Tuesday, August 28, 2007

Back to school: Market Research and Corporate Strategy

It's been back to school in two ways in the past few months:

First, later today I start teaching Marketing Research at the University of the Netherlands Antilles, using the same text book I had as an undergraduate student (Aaker/Day), albeit a much newer edition. It's a real pleasure to see the difference in the 2nd and 9th edition with regard to geographical scope. The chapters on secondary data sources are also expanded to reflect the abundance of timely, easily and inexpensively available secondary data that researchers now have access to. More emphasis on cost-benefit analysis before embarking on research is also a welcome addition, especially in our small markets. And lastly, obviously, the impact of the Internet on the market research function.

It will still be a challenge to translate the concepts to our smaller market and showing students how to be creative with their knowledge given the limitations. This while reminding them that we do live in a global world and they can more easily end up doing research for larger markets (while still sitting in Curacao) than ever before.

Back to (graduate business) school days also came in an assignment some time ago where we used Product Life Cycles, Boston Consulting Group Matrices and Ansoff growth models, the stuff specialization at The Wharton School was made up of. Now we used them to examine the existing and future potential of each brand as it relates to the client's bottom line and which marketing strategies to follow to realize that potential. Given the experience I have now, I could also develop some of my own strategies. Without doubt one of the more interesting assignments recently.

I realized the increased relevance of these concepts as marketing directors try to manage product portfolios that are ever expanding with new products and line extensions targeted to increasingly smaller segments.

It also made me realize how even more relevant these strategic concepts are to small markets.

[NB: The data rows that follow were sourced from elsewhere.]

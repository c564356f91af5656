//! Fixed-priority action rules.
//! Rules run top to bottom and the first match wins:
//! escape a bomb underfoot, dodge an imminent bomb, grab powerups, grab ammo,
//! then fight or chase the adversary.
//! Every branch is total: missing targets or blocked neighbors resolve to `Idle`.

use super::*;

/// A bomb closer to detonation than this is dodged before anything else.
pub const BOMB_URGENCY_TICKS: u32 = 4;
/// Adversary distance below which the agent bombs or retreats instead of chasing.
pub const CLOSE_COMBAT_DISTANCE: u32 = 3;

struct Items {
    bombs: Vec<Pos>,
    ammo: Vec<Pos>,
    powerups: Vec<Pos>,
}

impl Agent {
    pub(super) fn choose(&self, snapshot: &WorldSnapshot, classes: &TileClasses) -> Decision {
        let me = snapshot.me.pos;
        let candidates = classes.traversable.as_slice();
        let items = Items {
            bombs: snapshot.positions_of(EntityKind::Bomb),
            ammo: snapshot.positions_of(EntityKind::Ammo),
            powerups: snapshot.positions_of(EntityKind::PowerUp),
        };
        let powerup_in_range = self.selector.any_in_range(me, &items.powerups);
        let ammo_in_range = self.selector.any_in_range(me, &items.ammo);

        if snapshot.has_entity_at(me, EntityKind::Bomb) {
            if candidates.is_empty() {
                debug!(?me, "standing on a bomb with nowhere to go");
                return self.step(Rule::EscapeBombUnderfoot, me, None);
            }
            let (targets, mode) = if powerup_in_range {
                (&items.powerups, RankMode::Approach)
            } else if ammo_in_range {
                (&items.ammo, RankMode::Approach)
            } else {
                (&items.bombs, RankMode::Evade)
            };
            let target =
                self.selector.rank_tiles_by_distance_to_item(candidates, targets, me, mode);
            return self.step(Rule::EscapeBombUnderfoot, me, target);
        }

        if let Some(bomb) = self.selector.nearest_in_range(&items.bombs, me)
            && self.hazards.bomb_ticks(bomb) < BOMB_URGENCY_TICKS
        {
            let target = self.selector.rank_tiles(candidates, bomb, RankMode::Evade);
            return self.step(Rule::EvadeImminentBomb, me, target);
        }

        if powerup_in_range {
            let target = self.selector.rank_tiles_by_distance_to_item(
                candidates,
                &items.powerups,
                me,
                RankMode::Approach,
            );
            return self.step(Rule::CollectPowerUp, me, target);
        }

        if ammo_in_range {
            let target = self.selector.rank_tiles_by_distance_to_item(
                candidates,
                &items.ammo,
                me,
                RankMode::Approach,
            );
            return self.step(Rule::CollectAmmo, me, target);
        }

        let adversary = snapshot.adversary.pos;
        if manhattan(me, adversary) < CLOSE_COMBAT_DISTANCE {
            if snapshot.me.ammo > 0 {
                return Decision {
                    rule: Rule::BombAdversary,
                    target: None,
                    action: Action::PlaceBomb,
                };
            }
            let target = self.selector.rank_tiles(candidates, adversary, RankMode::Evade);
            return self.step(Rule::RetreatFromAdversary, me, target);
        }

        let target = self.selector.rank_tiles(candidates, adversary, RankMode::Approach);
        self.step(Rule::ChaseAdversary, me, target)
    }

    fn step(&self, rule: Rule, me: Pos, target: Option<Pos>) -> Decision {
        let action =
            target.and_then(|tile| move_to_tile(me, tile)).map_or(Action::Idle, Action::Move);
        Decision { rule, target, action }
    }
}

Marketing Directors are inclined to take on all (or many) extensions of their brand owners in their portfolios in an effort to fulfil the desires of their customers, who have access to global information and just know there is a product "just for them" even if, in a small market, they may be the only one in the segment. What is the MD to do?

Have you stopped to evaluate:
  • the added benefit of a new extension to your clients
  • the added contribution of a line extension to your bottom line, given the sometimes really small segments.
  • how to duly support line extensions in the long run
  • how to support the growth of extensions that will be more relevant in the future with present "cash cows"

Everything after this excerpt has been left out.